Despite the drone of his propeller beanie, no-one could get
out of earshot of Percy. The promising lad sat on the roof of his cowshed atop Northern Rock for many years with
a bull horn whose subsidized computer
feed from the GWPF Trust London office was hushed up by the big downstairs PR firms at Grimbledon House in W1.
Hardly
anyone knew the Counter-Spin B-team were there except when they brayed around Lord Law Law’s
breakfast table upstairs, for they were mostly his inlaws.
His
lordship farmed them out in the winter to give batteries of speeches to warm up
his colonial coal mining pals, or write leaders for the papers that provided dry
fodder for his highland cows in the cold dark months.
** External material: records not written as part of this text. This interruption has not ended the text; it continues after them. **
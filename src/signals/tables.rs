//! Immutable static data for the signal extractor: size-code sets, the
//! imperial↔metric bijection, the package-family alias table, and the
//! recognizer regexes.
//!
//! All regexes are written for uppercased input; [`super::extract`]
//! uppercases once before running the recognizers.

use std::sync::LazyLock;

use regex::Regex;

use crate::core::types::PackageFamily;

/// Imperial chip-size code paired with its metric equivalent.
///
/// This table is a fixed bijection: 0402 (imperial) is 1.0x0.5 mm, which is
/// metric code 1005, and so on. Note that "0603" appears on both sides with
/// different meanings (imperial 0603 = metric 1608; metric 0603 = imperial
/// 0201).
pub static SIZE_BIJECTION: &[(&str, &str)] = &[
    ("0201", "0603"),
    ("0402", "1005"),
    ("0603", "1608"),
    ("0805", "2012"),
    ("1206", "3216"),
    ("1210", "3225"),
    ("1812", "4532"),
];

/// Map an imperial size code to its metric equivalent.
#[must_use]
pub fn imperial_to_metric(code: &str) -> Option<&'static str> {
    SIZE_BIJECTION
        .iter()
        .find(|(imp, _)| *imp == code)
        .map(|(_, met)| *met)
}

/// Map a metric size code to its imperial equivalent.
#[must_use]
pub fn metric_to_imperial(code: &str) -> Option<&'static str> {
    SIZE_BIJECTION
        .iter()
        .find(|(_, met)| *met == code)
        .map(|(imp, _)| *imp)
}

/// Package-family alias table. Order matters: the first entry whose alias
/// list contains the token wins, so the ambiguous DFN/SON spellings resolve
/// to the WSON family.
pub(crate) static FAMILY_ALIASES: &[(PackageFamily, &[&str])] = &[
    (PackageFamily::Wson, &["WSON", "VSON", "DFN", "SON"]),
    (PackageFamily::Qfn, &["QFN", "VQFN", "MLF"]),
    (PackageFamily::Lga, &["LGA"]),
    (PackageFamily::Bga, &["BGA", "DSBGA", "WLCSP", "CSP"]),
    (PackageFamily::Udfn, &["UDFN", "DFN"]),
    (PackageFamily::X2son, &["X2SON", "XSON", "SON"]),
    (
        PackageFamily::Sot,
        &["SOT", "SOT23", "SOT-23", "SOT-563", "SOT563"],
    ),
    (
        PackageFamily::Sop,
        &["SOP", "SOIC", "TSSOP", "MSOP", "SSOP"],
    ),
    (
        PackageFamily::Sod,
        &["SOD", "SOD123", "SOD-123", "SOD323", "SOD-323"],
    ),
];

/// Normalize one surface token to a canonical family, if it is one.
#[must_use]
pub fn family_for_token(token: &str) -> Option<PackageFamily> {
    let t = token.trim().replace('–', "-");
    for (family, aliases) in FAMILY_ALIASES {
        if aliases.contains(&t.as_str()) {
            return Some(*family);
        }
    }
    // Catch-alls for spellings the alias table does not enumerate
    if t.starts_with("QFN") {
        return Some(PackageFamily::Qfn);
    }
    if t.contains("BGA") {
        return Some(PackageFamily::Bga);
    }
    None
}

/// Standalone imperial size codes
pub(crate) static RE_IMPERIAL: LazyLock<Regex> =
    LazyLock::new(|| Regex::new(r"\b(0201|0402|0603|0805|1206|1210|1812)\b").unwrap());

/// Standalone metric size codes
pub(crate) static RE_METRIC: LazyLock<Regex> =
    LazyLock::new(|| Regex::new(r"\b(0603|1005|1608|2012|3216|3225|4532)\b").unwrap());

/// KiCad-style "1005Metric" suffix form
pub(crate) static RE_METRIC_SUFFIX: LazyLock<Regex> =
    LazyLock::new(|| Regex::new(r"\b(\d{4})METRIC\b").unwrap());

/// Imperial code embedded in a longer token. Allows an optional single
/// reference-prefix letter (C/R/L/D/F) and requires a non-digit right
/// boundary so "0603" is not found inside "06030".
pub(crate) static RE_IMPERIAL_EMBED: LazyLock<Regex> = LazyLock::new(|| {
    Regex::new(r"(?:^|[^A-Z0-9])[CRLDF]?(0201|0402|0603|0805|1206|1210|1812)(?:[^0-9]|$)").unwrap()
});

/// Metric code embedded in a longer token, same boundary rules
pub(crate) static RE_METRIC_EMBED: LazyLock<Regex> = LazyLock::new(|| {
    Regex::new(r"(?:^|[^A-Z0-9])[CRLDF]?(0603|1005|1608|2012|3216|3225|4532)(?:[^0-9]|$)").unwrap()
});

/// Tokens considered as family-name candidates
pub(crate) static RE_FAMILY_TOKEN: LazyLock<Regex> =
    LazyLock::new(|| Regex::new(r"[A-Z0-9]+(?:-[A-Z0-9]+)*").unwrap());

/// Pin counts: "8P", "16PIN", "56 PINS"
pub(crate) static RE_PINS: LazyLock<Regex> =
    LazyLock::new(|| Regex::new(r"\b(\d+)\s*(?:PINS?|P)\b").unwrap());

/// Combined QFN form "QFN-56(7x7)": pin count plus body outline
pub(crate) static RE_QFN_OUTLINE: LazyLock<Regex> = LazyLock::new(|| {
    Regex::new(r"\bQFN[- ]?(\d+)\s*\(\s*([0-9.]+)\s*[X×]\s*([0-9.]+)\s*\)").unwrap()
});

/// KiCad custom footprint body dims "L7.0-W7.0"
pub(crate) static RE_LW: LazyLock<Regex> = LazyLock::new(|| {
    Regex::new(r"\bL\s*([0-9]+(?:\.[0-9]+)?)\s*[-_ ]?W\s*([0-9]+(?:\.[0-9]+)?)\b").unwrap()
});

/// Generic "7x7" / "2.0×1.6" dimension pairs
pub(crate) static RE_DIM_X: LazyLock<Regex> = LazyLock::new(|| {
    Regex::new(r"\b([0-9]+(?:\.[0-9]+)?)\s*[X×]\s*([0-9]+(?:\.[0-9]+)?)\b").unwrap()
});

/// Pin pitch "P0.5" in millimeters
pub(crate) static RE_PITCH: LazyLock<Regex> =
    LazyLock::new(|| Regex::new(r"\bP\s*([0-9]+(?:\.[0-9]+)?)\b").unwrap());

/// Crystal package shorthand "SMD2016" (2.0 x 1.6 mm body)
pub(crate) static RE_SMD2016: LazyLock<Regex> =
    LazyLock::new(|| Regex::new(r"\bSMD\s*2016\b").unwrap());

#[cfg(test)]
mod tests {
    use super::*;

    #[test]
    fn test_size_table_is_bijection() {
        for (imp, met) in SIZE_BIJECTION {
            assert_eq!(imperial_to_metric(imp), Some(*met));
            assert_eq!(metric_to_imperial(met), Some(*imp));
        }
        // No duplicates on either side
        let imps: std::collections::HashSet<_> = SIZE_BIJECTION.iter().map(|(i, _)| i).collect();
        let mets: std::collections::HashSet<_> = SIZE_BIJECTION.iter().map(|(_, m)| m).collect();
        assert_eq!(imps.len(), SIZE_BIJECTION.len());
        assert_eq!(mets.len(), SIZE_BIJECTION.len());
    }

    #[test]
    fn test_family_aliases() {
        assert_eq!(family_for_token("QFN"), Some(PackageFamily::Qfn));
        assert_eq!(family_for_token("VQFN"), Some(PackageFamily::Qfn));
        assert_eq!(family_for_token("MLF"), Some(PackageFamily::Qfn));
        // Ambiguous spellings resolve to the first table entry
        assert_eq!(family_for_token("DFN"), Some(PackageFamily::Wson));
        assert_eq!(family_for_token("SON"), Some(PackageFamily::Wson));
        assert_eq!(family_for_token("SOT-23"), Some(PackageFamily::Sot));
        assert_eq!(family_for_token("TSSOP"), Some(PackageFamily::Sop));
        assert_eq!(family_for_token("SOD-123"), Some(PackageFamily::Sod));
        assert_eq!(family_for_token("RESISTOR"), None);
    }

    #[test]
    fn test_family_catch_alls() {
        // QFN prefix not in the alias table
        assert_eq!(family_for_token("QFN56"), Some(PackageFamily::Qfn));
        // Anything containing BGA
        assert_eq!(family_for_token("FBGA-96"), Some(PackageFamily::Bga));
    }

    #[test]
    fn test_embedded_size_boundaries() {
        // Reference prefix accepted
        let caps = RE_IMPERIAL_EMBED.captures("FP_C0603_X").unwrap();
        assert_eq!(&caps[1], "0603");
        // No match when the code continues with another digit
        assert!(RE_IMPERIAL_EMBED.captures("FP_06030_X").is_none());
    }
}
Percy could just about do
that, but nawt else, and spent summers sunbathing at G 20 and Heartland conferences
in Doha and Vegas, and watching the wildlife all around him.
Lord
Law Law's son, Alaric the Editor, was Percy’s friend, and would often go
and wak and talk and hunt and shoot with Percy. Alaric didn’t have many friends, but Percy was always there
to listen when he had problems at his magazine, like getting fired.
One
day a wind developer called Mr McWeasel went to see Lord Law Law.
He
said he was cutting back on PR, because Lord Law Law’s friends already had
more income from wind turbines on their land than leasing the shooting,
and Brexit was a done deal, he could lay off more of the daft buggers he’s been
paying to raise hob about renewable energy, since the Dark Greens were dying
off anyway, and everyone south of Sutherland could see there was more brass in
frakked gas than bigger wind turbines.
The
only place on earth still funding such falderal said Mr McWeasel was
Australia, where mad cow coalies would even
pay to propagandize five year old children.
Mr
McWeasel said if he could have permission, he’d get Percy sent to Aldershot to
train as a tank driver in Lord Law Law’s
next Persian Oil war, so he could
come home and drive one of the big wayright machines that ripped up all the ground and cut
down all the trees in Grimbledon Gulch Forest and poured big lorry loads of
concrete all over the land for frakking
pads.
Then
when the wild animals ran away and the river turned a dirty brown colour and the
birds stopped singing, and the sun stopped shining and dark clouds spread
across the sky, it would be time for the Boxing Day shoot, for global warming could only improve the weather on the Northumberland Riviera.
Mr
Mc Weasel said Mr. Barley would be invited, for he was the hottest shot in the shire, as he trained all year by
blowing the blades off Trasher, the tiny turbine atop his cowshed, as he’d read
in The Spectator that he had a duty to
stop the evil bat-bashing machine from whacking the wings off of snipe flying by.
Percy agreed that saving the snipe was a very green thing
to do, and said that as soon as he was commissioned in the hats, he would
write to The Daily Telegraph proposing
Mr Barley for a gong in the New Year’s honors list. Lord Law Law wrote him a very small cheque and told him to push off. The end.